UNITED STATES DISTRICT COURT EASTERN DISTRICT OF MISSOURI SOUTHEASTERN DIVISION
GEORGE F. ALDRIDGE, JR., ) ) Plaintiff, ) ) v. ) Case No. 1:18-cv-00259-SNLJ ) NINA HILL, ) ) Defendant. )
MEMORANDUM AND ORDER Plaintiff, a prisoner in the Missouri Department of Corrections (“MDOC”), filed this lawsuit under 42 U.S.C. § 1983 alleging violations of his constitutional rights pertaining to medical care he received from defendant Hill.
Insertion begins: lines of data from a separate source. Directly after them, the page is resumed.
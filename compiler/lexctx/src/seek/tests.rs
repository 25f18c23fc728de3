use pretty_assertions::assert_eq;

use super::*;
use crate::{Language, Location, ScanOptions, SourceBuffer};

fn js(source: &SourceBuffer) -> Scanner<'_> {
    Scanner::new(source, ScanOptions::default().with_language(Language::Js)).unwrap()
}

// === Snapshots ===

#[test]
fn clone_is_isolated() {
    let buf = SourceBuffer::new("abcdef");
    let mut original = Scanner::plain(&buf);
    original.advance_n(2).unwrap();
    let mut copy = original.clone();
    copy.advance_n(3).unwrap();
    assert_eq!(original.position(), 2);
    assert_eq!(copy.position(), 5);
}

#[test]
fn restore_commits_a_lookahead() {
    let buf = SourceBuffer::new("a \"b\" c");
    let mut scanner = js(&buf);
    let mut probe = scanner.clone();
    probe.advance_n(3).unwrap();
    assert!(probe.is_str());

    scanner.restore(&probe);
    assert_eq!(scanner.state(), probe.state());
    assert!(scanner.is_str());
    scanner.advance_n(2).unwrap();
    assert!(scanner.is_code());
}

#[test]
fn resume_continues_from_a_state() {
    let buf = SourceBuffer::new("x = '(' + (y)");
    let mut first = js(&buf);
    first.advance_n(5).unwrap();
    let state = first.state();

    let js_profile = Some(Language::Js.profile());
    let mut resumed = Scanner::resume(&buf, js_profile, false, state).unwrap();
    assert!(resumed.is_str());
    resumed.jump(12).unwrap();
    assert_eq!(resumed.depth().paren, 1);
}

#[test]
fn resume_keeps_comment_exclusion() {
    let buf = SourceBuffer::new("a /* b */ c");
    let mut first = js(&buf);
    first.advance_n(4).unwrap();
    assert!(first.is_comment());

    let js_profile = Some(Language::Js.profile());
    let resumed = Scanner::resume(&buf, js_profile, true, first.state()).unwrap();
    assert!(resumed.excludes_comments());
    assert!(resumed.is_code());
    assert_eq!(resumed.position(), 9);

    let visible = Scanner::resume(&buf, js_profile, false, first.state()).unwrap();
    assert!(visible.is_comment());
    assert_eq!(visible.position(), 4);
}

#[test]
fn resume_rejects_foreign_state() {
    let long = SourceBuffer::new("a much longer buffer");
    let short = SourceBuffer::new("tiny");
    let mut scanner = Scanner::plain(&long);
    scanner.advance_n(10).unwrap();

    let err = Scanner::resume(&short, None, false, scanner.state()).unwrap_err();
    assert_eq!(
        err,
        ScanError::InvalidStateInput {
            position: 10,
            end: 20,
            len: 4
        }
    );
}

// === Stop / reset ===

#[test]
fn stop_moves_to_end_and_locks() {
    let buf = SourceBuffer::new("ab\ncd");
    let mut scanner = Scanner::plain(&buf);
    scanner.stop();
    assert_eq!(scanner.position(), 5);
    assert_eq!(scanner.location(), Location::new(2, 3));
    assert_eq!(scanner.sol_index(), 3);
    assert!(scanner.is_locked());
    assert!(scanner.no_avail());
    assert_eq!(
        scanner.advance(),
        Err(ScanError::LockedAdvance { position: 5 })
    );
}

#[test]
fn reset_returns_to_a_fresh_start() {
    let buf = SourceBuffer::new("// c\n(x");
    let mut scanner = Scanner::new(
        &buf,
        ScanOptions::default()
            .with_language(Language::Js)
            .with_end(6),
    )
    .unwrap();
    scanner.advance_n(6).unwrap();
    assert_eq!(scanner.depth().paren, 1);
    scanner.stop();

    scanner.reset();
    assert_eq!(scanner.position(), 0);
    assert_eq!(scanner.end(), 6);
    assert_eq!(scanner.location(), Location::START);
    assert!(scanner.depth().is_balanced());
    assert!(!scanner.is_locked());
    // A comment at offset 0 is re-entered.
    assert!(scanner.is_comment());
}

// === Jumps without a profile ===

#[test]
fn plain_jump_recomputes_position() {
    let buf = SourceBuffer::new("one\ntwo\nthree");
    let mut scanner = Scanner::plain(&buf);
    scanner.jump(10).unwrap();
    assert_eq!(scanner.location(), Location::new(3, 3));
    assert_eq!(scanner.sol_index(), 8);
    assert!(!scanner.at_sol());
    assert_eq!(scanner.current(), Some('r'));

    scanner.jump(4).unwrap();
    assert_eq!(scanner.location(), Location::new(2, 1));
    assert!(scanner.at_sol());
}

#[test]
fn plain_jump_recomputes_depth() {
    let buf = SourceBuffer::new("((a");
    let mut scanner = Scanner::plain(&buf);
    scanner.jump(2).unwrap();
    assert_eq!(scanner.depth().paren, 2);
    scanner.jump(0).unwrap();
    assert!(scanner.depth().is_balanced());
}

#[test]
fn plain_jump_recomputes_escape() {
    let buf = SourceBuffer::new(r"a\\\b");
    let mut scanner = Scanner::plain(&buf);
    scanner.jump(4).unwrap();
    assert!(scanner.is_escaped());
    scanner.jump(3).unwrap();
    assert!(!scanner.is_escaped());
}

#[test]
fn plain_jump_honors_line_continuation() {
    let buf = SourceBuffer::new("x = 1 \\\n  + 2\ny");
    let mut scanner = Scanner::plain(&buf);
    scanner.jump(10).unwrap();
    assert_eq!(scanner.current(), Some('+'));
    assert_eq!(scanner.location(), Location::new(1, 11));
    assert_eq!(scanner.sol_index(), 0);
    assert!(!scanner.at_sol());

    scanner.stop();
    assert_eq!(scanner.location(), Location::new(2, 2));
    assert_eq!(scanner.sol_index(), 14);
}

#[test]
fn jump_to_end_is_allowed() {
    let buf = SourceBuffer::new("abc");
    let mut scanner = Scanner::plain(&buf);
    scanner.jump(3).unwrap();
    assert!(scanner.no_avail());
}

#[test]
fn jump_past_end_is_rejected() {
    let buf = SourceBuffer::new("abc");
    let mut scanner = Scanner::plain(&buf);
    assert_eq!(
        scanner.jump(4),
        Err(ScanError::InvalidJump {
            from: 0,
            to: 4,
            reason: JumpRejection::PastEnd
        })
    );
    assert_eq!(scanner.position(), 0);
}

#[test]
fn jump_inside_character_is_rejected() {
    let buf = SourceBuffer::new("\u{e9}x");
    let mut scanner = Scanner::plain(&buf);
    assert_eq!(
        scanner.jump(1),
        Err(ScanError::InvalidJump {
            from: 0,
            to: 1,
            reason: JumpRejection::NotCharBoundary
        })
    );
}

// === Jumps with a profile ===

#[test]
fn profile_jump_replays_context() {
    let buf = SourceBuffer::new("a = \"(x)\"; (");
    let mut scanner = js(&buf);
    scanner.jump(6).unwrap();
    assert!(scanner.is_str());
    assert!(scanner.depth().is_balanced());

    scanner.jump(12).unwrap();
    assert!(scanner.is_code());
    assert_eq!(scanner.depth().paren, 1);
}

#[test]
fn profile_jump_backward_is_rejected() {
    let buf = SourceBuffer::new("abcdef");
    let mut scanner = js(&buf);
    scanner.jump(4).unwrap();
    assert_eq!(
        scanner.jump(1),
        Err(ScanError::InvalidJump {
            from: 4,
            to: 1,
            reason: JumpRejection::Backward
        })
    );
    assert_eq!(scanner.position(), 4);
}

#[test]
fn profile_jump_over_skipped_comment_lands_past_target() {
    let buf = SourceBuffer::new("a /* c */ b");
    let mut scanner = Scanner::new(
        &buf,
        ScanOptions::default()
            .with_language(Language::Js)
            .excluding_comments(),
    )
    .unwrap();
    scanner.jump(4).unwrap();
    assert_eq!(scanner.position(), 9);
    assert!(scanner.is_code());
}

// === Unchecked jumps ===

#[test]
fn unchecked_jump_trusts_caller() {
    let buf = SourceBuffer::new("ab\n  cd");
    let mut scanner = js(&buf);
    scanner.jump_unchecked(5, 40, 3).unwrap();
    assert_eq!(scanner.position(), 5);
    assert_eq!(scanner.location(), Location::new(40, 3));
    assert_eq!(scanner.sol_index(), 3);
    assert!(scanner.at_sol());
    assert!(scanner.is_code());
}

#[test]
fn unchecked_jump_keeps_depth() {
    let buf = SourceBuffer::new("(((x");
    let mut scanner = js(&buf);
    scanner.advance_n(2).unwrap();
    scanner.jump_unchecked(0, 1, 1).unwrap();
    assert_eq!(scanner.depth().paren, 2);
}

#[test]
fn unchecked_jump_still_checks_bounds() {
    let buf = SourceBuffer::new("ab");
    let mut scanner = js(&buf);
    assert!(scanner.jump_unchecked(3, 1, 4).is_err());
}
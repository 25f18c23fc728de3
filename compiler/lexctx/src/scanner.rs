//! The scanner handle and its single-step advance engine.
//!
//! [`Scanner::advance`] moves exactly one character forward and performs,
//! in this order:
//!
//! 1. close-pattern scan on the character being left (if inside a literal
//!    and that character is not escaped),
//! 2. depth update (only if that character was code),
//! 3. position bookkeeping (line, column, start-of-line, escape flag; only
//!    an unescaped `\n` starts a new line),
//! 4. line comment close when the new character is an unescaped `\n`,
//! 5. open-pattern scan on the new character (string, then line comment,
//!    then block comment, then regex; first match wins),
//! 6. with comment exclusion enabled, repeat until out of the comment.
//!
//! Derived flags (current character, whitespace, end-of-line, ...) are
//! computed from the state on demand, so they can never go stale.

use bitflags::bitflags;
use tracing::trace;

use crate::profile::{Language, LanguageProfile};
use crate::source::{Location, SourceBuffer};
use crate::state::{ClosePattern, CommentKind, Context, CursorState, Depth};
use crate::ScanError;

/// Which profile a scanner uses: a built-in preset or a caller-owned one.
#[derive(Clone, Copy, Debug)]
pub enum LanguageSpec<'a> {
    Preset(Language),
    Custom(&'a LanguageProfile),
}

impl<'a> LanguageSpec<'a> {
    pub fn profile(self) -> &'a LanguageProfile {
        match self {
            LanguageSpec::Preset(lang) => lang.profile(),
            LanguageSpec::Custom(profile) => profile,
        }
    }
}

impl From<Language> for LanguageSpec<'_> {
    fn from(lang: Language) -> Self {
        LanguageSpec::Preset(lang)
    }
}
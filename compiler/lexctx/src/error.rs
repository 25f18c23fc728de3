//! Errors reported by scanner construction, advancing and seeking.
//!
//! Malformed input is never an error: unterminated literals and unbalanced
//! brackets are reported through the cursor state instead.

use std::fmt;

/// Error raised synchronously by a scanner operation.
#[derive(Clone, Debug, PartialEq, Eq, thiserror::Error)]
pub enum ScanError {
    /// A preset name that is not in the built-in registry.
    #[error("unknown language preset `{name}`")]
    InvalidLanguage { name: String },

    /// A cursor state that does not belong to the buffer it was resumed on.
    #[error("cursor state (position {position}, end {end}) does not fit a source of {len} bytes")]
    InvalidStateInput { position: u32, end: u32, len: u32 },

    /// `advance()` called on a scanner that was stopped.
    #[error("cannot advance a stopped scanner (position {position})")]
    LockedAdvance { position: u32 },

    /// A jump that cannot be performed.
    #[error("cannot jump from {from} to {to}: {reason}")]
    InvalidJump {
        from: u32,
        to: u32,
        reason: JumpRejection,
    },

    /// An end bound beyond the buffer or inside a multi-byte character.
    #[error("end offset {end} is out of range for a source of {len} bytes")]
    OutOfRangeEnd { end: u32, len: u32 },
}

/// Why a jump was rejected.
#[derive(Clone, Copy, Debug, PartialEq, Eq)]
pub enum JumpRejection {
    /// Backward jump while a profile is attached; the lexical context at
    /// the target can only be recovered by replaying from the start.
    Backward,
    /// Target lies past the scanner's end bound.
    PastEnd,
    /// Target falls inside a multi-byte UTF-8 character.
    NotCharBoundary,
}

impl fmt::Display for JumpRejection {
    fn fmt(&self, f: &mut fmt::Formatter<'_>) -> fmt::Result {
        match self {
            JumpRejection::Backward => {
                f.write_str("backward jumps are not allowed with a language profile")
            }
            JumpRejection::PastEnd => f.write_str("target is past the end bound"),
            JumpRejection::NotCharBoundary => {
                f.write_str("target is not on a character boundary")
            }
        }
    }
}
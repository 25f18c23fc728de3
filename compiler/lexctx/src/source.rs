//! Immutable source text, optionally nested inside a larger document.
//!
//! A [`SourceBuffer`] extracted from a parent with [`SourceBuffer::nested`]
//! remembers the byte offset at which it starts, so positions reached while
//! scanning the slice can still be reported as true line/column numbers of
//! the outermost document.

use std::fmt;
use std::ops::Range;
use std::sync::Arc;

use crate::ScanError;

/// One-based line and column. Columns count characters, not bytes.
#[derive(Clone, Copy, Debug, PartialEq, Eq, PartialOrd, Ord, Hash)]
pub struct Location {
    pub line: u32,
    pub col: u32,
}

impl Location {
    pub const START: Location = Location { line: 1, col: 1 };

    pub fn new(line: u32, col: u32) -> Self {
        Self { line, col }
    }
}

impl fmt::Display for Location {
    fn fmt(&self, f: &mut fmt::Formatter<'_>) -> fmt::Result {
        write!(f, "{}:{}", self.line, self.col)
    }
}

/// Link from a nested buffer to the buffer it was extracted from.
#[derive(Clone, Debug)]
struct Origin {
    parent: Arc<SourceBuffer>,
    /// Byte offset of this buffer's first byte within `parent`.
    offset: u32,
}

/// Immutable text scanned by a [`Scanner`](crate::Scanner).
#[derive(Clone, Debug)]
pub struct SourceBuffer {
    text: Box<str>,
    /// Length of `text` in bytes, saturated to `u32::MAX`.
    len: u32,
    origin: Option<Origin>,
}

impl SourceBuffer {
    pub fn new(text: &str) -> Self {
        Self {
            len: saturating_len(text),
            text: text.into(),
            origin: None,
        }
    }

    /// Extract `range` of `parent` as a buffer of its own.
    ///
    /// Locations inside the returned buffer resolve back to `parent` through
    /// [`absolute_location`](Self::absolute_location).
    pub fn nested(parent: &Arc<SourceBuffer>, range: Range<u32>) -> Result<Self, ScanError> {
        let Some(text) = parent.text.get(range.start as usize..range.end as usize) else {
            return Err(ScanError::OutOfRangeEnd {
                end: range.end,
                len: parent.len,
            });
        };
        Ok(Self {
            len: saturating_len(text),
            text: text.into(),
            origin: Some(Origin {
                parent: Arc::clone(parent),
                offset: range.start,
            }),
        })
    }

    /// Wrap already-extracted `text` that starts at `offset` inside `parent`.
    pub fn with_parent(text: &str, parent: Arc<SourceBuffer>, offset: u32) -> Self {
        Self {
            len: saturating_len(text),
            text: text.into(),
            origin: Some(Origin { parent, offset }),
        }
    }

    #[inline]
    pub fn text(&self) -> &str {
        &self.text
    }

    #[inline]
    pub fn as_bytes(&self) -> &[u8] {
        self.text.as_bytes()
    }

    /// Length in bytes.
    #[inline]
    pub fn len(&self) -> u32 {
        self.len
    }

    pub fn is_empty(&self) -> bool {
        self.len == 0
    }

    /// The buffer this one was extracted from, if any.
    pub fn parent(&self) -> Option<&Arc<SourceBuffer>> {
        self.origin.as_ref().map(|o| &o.parent)
    }

    /// Offset of this buffer within its parent (0 for a root buffer).
    pub fn nested_offset(&self) -> u32 {
        self.origin.as_ref().map_or(0, |o| o.offset)
    }

    /// Returns `true` if `offset` is within the buffer and on a character
    /// boundary.
    pub fn is_boundary(&self, offset: u32) -> bool {
        self.text.is_char_boundary(offset as usize)
    }

    /// Line and column of `offset` within this buffer.
    ///
    /// A `\n` escaped by a backslash continues the current line. Offsets
    /// past the end are clamped to the end.
    pub fn location(&self, offset: u32) -> Location {
        let offset = offset.min(self.len) as usize;
        let before = &self.as_bytes()[..offset];
        let line = line_breaks(before).saturating_add(1);
        let sol = line_start(before);
        let line_text = &self.text[sol..floor_boundary(&self.text, offset)];
        Location {
            line,
            col: char_count(line_text).saturating_add(1),
        }
    }

    /// Line and column of `offset` in the outermost parent buffer.
    pub fn absolute_location(&self, offset: u32) -> Location {
        match &self.origin {
            Some(origin) => origin
                .parent
                .absolute_location(origin.offset.saturating_add(offset)),
            None => self.location(offset),
        }
    }

    /// The buffer's lines without their terminators.
    pub fn lines(&self) -> Vec<&str> {
        crate::split_lines(&self.text)
    }
}

impl From<&str> for SourceBuffer {
    fn from(text: &str) -> Self {
        Self::new(text)
    }
}

impl From<String> for SourceBuffer {
    fn from(text: String) -> Self {
        Self {
            len: saturating_len(&text),
            text: text.into_boxed_str(),
            origin: None,
        }
    }
}

fn saturating_len(text: &str) -> u32 {
    u32::try_from(text.len()).unwrap_or(u32::MAX)
}

/// Number of unescaped `\n` bytes in `bytes`, saturated to `u32::MAX`.
pub(crate) fn line_breaks(bytes: &[u8]) -> u32 {
    let breaks = memchr::memchr_iter(b'\n', bytes)
        .filter(|&nl| !ends_with_escape(&bytes[..nl]))
        .count();
    u32::try_from(breaks).unwrap_or(u32::MAX)
}

/// Offset just past the last unescaped `\n` in `bytes`, or 0.
pub(crate) fn line_start(bytes: &[u8]) -> usize {
    memchr::memrchr_iter(b'\n', bytes)
        .find(|&nl| !ends_with_escape(&bytes[..nl]))
        .map_or(0, |nl| nl + 1)
}

/// `true` if `bytes` ends in an odd run of backslashes, so the next
/// character is escaped.
pub(crate) fn ends_with_escape(bytes: &[u8]) -> bool {
    bytes.iter().rev().take_while(|&&b| b == b'\\').count() % 2 == 1
}

pub(crate) fn char_count(text: &str) -> u32 {
    u32::try_from(text.chars().count()).unwrap_or(u32::MAX)
}

/// Largest character boundary at or below `offset`.
fn floor_boundary(text: &str, mut offset: usize) -> usize {
    while offset > 0 && !text.is_char_boundary(offset) {
        offset -= 1;
    }
    offset
}

#[cfg(test)]
#[allow(
    clippy::unwrap_used,
    clippy::expect_used,
    reason = "test assertions use unwrap/expect for clarity"
)]
//! Whole-buffer line splitting.

/// Split `text` on every `\n` and return each line without its terminator.
///
/// Splitting is purely physical: a `\n` inside a string literal or comment
/// still ends a line. A trailing terminator does not produce an empty last
/// line, and `\r` is kept as part of the line.
pub fn split_lines(text: &str) -> Vec<&str> {
    let mut lines = Vec::new();
    let mut start = 0;
    for nl in memchr::memchr_iter(b'\n', text.as_bytes()) {
        lines.push(&text[start..nl]);
        start = nl + 1;
    }
    if start < text.len() {
        lines.push(&text[start..]);
    }
    lines
}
Numerous motions are currently pending before the Court, including defendant Hill’s motion for summary judgment [#49], plaintiff’s motion to strike sealed document [#62], plaintiff’s motion under Rule 56(f) to deny defendant’s motion for summary judgment [#87], plaintiff’s motion for reconsideration [#95], defendant’s motion to dismiss [#102], plaintiff’s motion for sanctions [#104], plaintiff’s motion under Rule 56(d) [#105], and plaintiff’s motion to enforce subpoenas [#110]. The motions are mostly inter-related as explained below. Defendant Hill filed a motion for summary judgment June 25, 2020. Plaintiff obtained an extension of discovery and served subpoenas on Anne Precythe, the Director of MDOC, and he obtained an extension of time in which to file his response to summary judgment. Meanwhile, plaintiff filed his motion to deny defendant’s summary judgment motion because had requested names of correctional staff who promulgated policies and procedures regarding lay-ins at the MDOC facility where defendant had treated plaintiff. He apparently seeks the names of those individuals so he could file an amended
complaint against them. Plaintiff also filed a motion to strike defendant Hill’s declaration in support of summary judgment because, he says, it is perjured. On December 14, 2020, this Court, while investigating whether and when the subpoenas had been served on Precythe, advised plaintiff that his “response shall be due 21 days after the subpoenaed parties provide documents to the plaintiff” and “plaintiff
shall notify the Court if he does not timely receive a response to the subpoenas after receiving confirmation that the subpoenas had been served.” [#85 at 3.] On February 25, 2021, this Court learned that the subpoenas in question had in fact been served on October 29, 2020. Thus, the Court advised plaintiff he should advise whether he had received a response and, if not, he should file a motion to enforce the
subpoenas. On March 4, defendant Hill filed her motion to dismiss. Defendant alleges that, in fact, plaintiff received a response to the subpoenas in mid-November. In support, defendant filed as an exhibit a letter from the Office of the General Counsel for MDOC to plaintiff dated November 10, 2020. The letter generally advised plaintiff to seek the
documents from other sources and constitutes MDOC’s response to the subpoenas. Counsel for MDOC also contacted the Court when advised of the dispute and explained that although he had sent his letter response to plaintiff, that he could not be sure plaintiff had received the response. Counsel for Precythe did, however, state that he sent defense counsel a copy of the response at the same time—that is, in November. It is entirely unclear to this Court why defense counsel did not speak up in December, when this Court explained it was investigating whether and when the subpoenas had been served. Three
months were wasted in the meantime while defense counsel sat on this information. Despite this, defendant Hill suggests that plaintiff needlessly wasted time and filed frivolous motions while misrepresenting the status of the subpoenas to the Court and requests dismissal as a sanction against plaintiff. Again, MDOC Counsel stated he cannot be sure the plaintiff even received the
November 10 letter, and plaintiff denies that he received it. Plaintiff moves to enforce the subpoena. MDOC’s response is, in essence, that Director Precythe does not have custody and control over the documents plaintiff seeks. MDOC Counsel states: First, Director Precythe is not the custodian of these records, and therefore she is unable to produce any of the requested information. I will attempt to guide you in the appropriate direction below.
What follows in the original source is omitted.